My husband becomes afraid to approach me; my bulldog senses my stress and nearly bites my husband’s hand off. I’m boiling inside because nothing has gone as I planned. My mind has lost its ability to see any positives at the moment and having a conversation with family I literally haven’t seen in two years becomes impossible. “You need a drink,” I hear from a friend. I concede and allow an alcoholic beverage to move me out of my anxiety.

I replace the meal I should eat with another cocktail. I allow myself to relax, but only a bit because now I’m drinking alcohol on an empty stomach. My anger with myself transforms into that of disgust. Why am I so uptight? Why didn’t I do all of this perfectly the first time? Everyone is going to hate me and never want to come back. No one will believe that I have what it takes to run my own business–event planning. I suck. I’m incompetent, and I will likely fail in my new job. I want to cry.

The night ends with a mass of cleaning that I cannot approach. My husband does it all. I spend the next two days re-reading the memoir that I’ve finished writing and editing. Is that what my problem is?

Mom & Dad 1970

Yes, my memoir is done. It was the most challenging thing I have ever written. It contains truths about me and my family that I’m not sure they want to remember. The moments I chose for the book took me on a journey of recovery but not without struggle. I faced many demons while writing The Collector. This facing began the process of healing parts of me, and now, the document is being formatted for printing. Soon it will be a six by nine-inch floppy stack of paper containing precious thoughts and dire emotions I needed to write in order to identify.

I think that is where I got stuck; I was already stuck before the party. I was on such auto-pilot that I didn’t even realize that I was in mourning. I had to say goodbye to the active therapy writing the book brought me. Writing these stories allowed me to say goodbye to some of my anger. Not only that but I’m scared sick about it.
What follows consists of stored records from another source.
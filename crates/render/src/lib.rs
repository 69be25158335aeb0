// SPDX-License-Identifier: BUSL-1.1
// Copyright (c) 2026 Alfred Jean LLC

//! fedreg-render: form and certificate rendering
//!
//! Draws applicant fields onto fixed raster templates. Each template is
//! a background PNG plus a TOML layout table of draw positions — the
//! layout is data, the renderer is template-agnostic. Output files are
//! composed fully in memory and written through a temp name, so no
//! partial file ever carries a final name.

// Allow panic!/unwrap/expect in test code
#![cfg_attr(test, allow(clippy::panic))]
#![cfg_attr(test, allow(clippy::unwrap_used))]
#![cfg_attr(test, allow(clippy::expect_used))]

mod layout;
mod renderer;

pub use layout::{Align, FieldSpec, TemplateLayout, Transform};
pub use renderer::{
    find_system_font, FormRenderer, ImageRenderer, RenderConfig, RenderError, RenderedArtifact,
};

// Test support - only compiled for tests or when explicitly requested
#[cfg(any(test, feature = "test-support"))]
mod fake;
#[cfg(any(test, feature = "test-support"))]
pub use fake::{FakeRenderer, RenderCall};
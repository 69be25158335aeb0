//! Bulk import specs
//!
//! Imports run against the real store so per-row failures and the
//! records they leave behind can be checked together.

use crate::prelude::*;
use fedreg_engine::import_rows;
use std::collections::HashMap;

fn row(pairs: &[(&str, &str)]) -> HashMap<String, String> {
    pairs
        .iter()
        .map(|(k, v)| (k.to_string(), v.to_string()))
        .collect()
}

fn valid_row(name: &str, national_id: &str) -> HashMap<String, String> {
    row(&[
        ("name", name),
        ("date_of_birth", "2012-03-14"),
        ("age", "13"),
        ("gender", "female"),
        ("state", "Kerala"),
        ("district", "Ernakulam"),
        ("belt_grade", "Green"),
        ("national_id", national_id),
    ])
}

#[tokio::test]
async fn bad_rows_do_not_sink_the_batch() {
    let temp = TempDir::new().unwrap();
    let registry = registry(temp.path());
    let pipeline = registry.pipeline(EntryKind::Cadet);

    let rows = vec![
        valid_row("Anita Rao", "KL-1"),
        row(&[("name", "Missing Everything")]),
        valid_row("Meera Nair", "KL-2"),
    ];

    let outcomes = import_rows(&pipeline, &rows).await;
    assert_eq!(outcomes.len(), 3);
    assert!(outcomes[0].succeeded());
    assert!(!outcomes[1].succeeded());
    assert!(outcomes[2].succeeded());
    assert_eq!(outcomes[2].row, 3);

    // Only the good rows were persisted.
    let listed = registry
        .list_entries(EntryKind::Cadet, &CallerScope::Global)
        .await
        .unwrap();
    assert_eq!(listed.len(), 2);
}

#[tokio::test]
async fn duplicate_key_inside_a_batch_fails_the_later_row() {
    let temp = TempDir::new().unwrap();
    let registry = registry(temp.path());
    let pipeline = registry.pipeline(EntryKind::Cadet);

    let rows = vec![valid_row("Anita Rao", "KL-1"), valid_row("Meera Nair", "KL-1")];
    let outcomes = import_rows(&pipeline, &rows).await;

    assert!(outcomes[0].succeeded());
    assert!(!outcomes[1].succeeded());
    assert!(outcomes[1]
        .error
        .as_deref()
        .unwrap()
        .contains("national_id"));
}

#[tokio::test]
async fn unknown_columns_are_ignored() {
    let temp = TempDir::new().unwrap();
    let registry = registry(temp.path());
    let pipeline = registry.pipeline(EntryKind::Cadet);

    let mut extra = valid_row("Anita Rao", "");
    extra.insert("entry_id".to_string(), "CAD-999999".to_string());
    extra.insert("status".to_string(), "approved".to_string());

    let outcomes = import_rows(&pipeline, &[extra]).await;
    assert!(outcomes[0].succeeded());
    // The injected columns never reach the record.
    let entry = outcomes[0].entry.as_ref().unwrap();
    assert_eq!(entry.entry_id, "CAD-000001");
}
I’ve published one book before this, and I was embarrassed and dissatisfied with its lack of readiness once I read the printed version. Again, or rather, as usual, I was angry with myself for not doing it perfectly the first time. I will admit that deep down, the errors I made the first time publishing taught me many things. Things I needed to know for (more importantly for) this book.

This book. My memoir. Me, my brother, Casey, and our parents. Writing this book has been the only thing that settled my anger at my mother and my rage at the world to a certain level. Soon it will be ready for publishing. I’m not sure I will have the guts to put it out there. The stories inside are mine, and they include the people that I love. Shouldn’t I at least share it with them?
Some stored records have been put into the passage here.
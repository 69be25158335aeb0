// SPDX-License-Identifier: BUSL-1.1
// Copyright (c) 2026 Alfred Jean LLC

//! Error types for the registration engine

use fedreg_core::ValidationError;
use fedreg_render::RenderError;
use fedreg_storage::StoreError;
use thiserror::Error;

/// Errors surfaced by pipeline and query operations.
///
/// Identifier collisions never appear here — they are retried inside the
/// pipeline and either recovered silently or reported as
/// `IdentifierExhausted` once the retry bound is spent.
#[derive(Debug, Error)]
pub enum EngineError {
    #[error(transparent)]
    Validation(#[from] ValidationError),
    #[error("{field} already registered")]
    Conflict { field: &'static str },
    #[error("entry not found: {0}")]
    NotFound(String),
    #[error("could not issue a unique identifier after {attempts} attempts")]
    IdentifierExhausted { attempts: u32 },
    #[error("render error: {0}")]
    Render(#[from] RenderError),
    #[error("storage error: {0}")]
    Store(StoreError),
}

impl From<StoreError> for EngineError {
    fn from(e: StoreError) -> Self {
        match e {
            StoreError::DuplicateNationalId(_) => EngineError::Conflict {
                field: "national_id",
            },
            other => EngineError::Store(other),
        }
    }
}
Today, I’m off the pitty pot. My mind is exploring new thoughts, and I have left the safety of the couch. I won’t cancel the almost canceled appointment; I will go to the grocery store, and I will even publish this post.

I have spent many days on the metaphysical pitty pot where instead of purging the toxicity of my mind, I dwell in it. I sit in the shit and absorb the feelings profoundly and wholly. I don’t share my feelings with anyone. I do it alone. Every single time. It’s the only way I know how to settle my fear, regret, and worry.

But beware, the pity pot is a very seductive place. It can wrap its occupant in the warmth of sadness and keep you there if you are not careful. It is a hiding place that renders everything else invisible. Your abilities as a human being disappear. Your faults ripen with vibrant remembrances as proof of your self-inflicted defeat. Responsibilities become overwhelming, and failure feels easier.

Take your turn and your time on the pot, but make sure you get up. Eventually.

I love you all.

Tina

2 thoughts on “Three Days on The Pot”

  1. Tina, glad you are feeling better. Your post resonated so much with me. I had similar emotions while writing my memoir and the uncertainty of putting the story out in the world. My memoir was recently published and my daughter encouraged me by saying ‘somebody out there needs your story.’ I give you the same encouragement. You got this!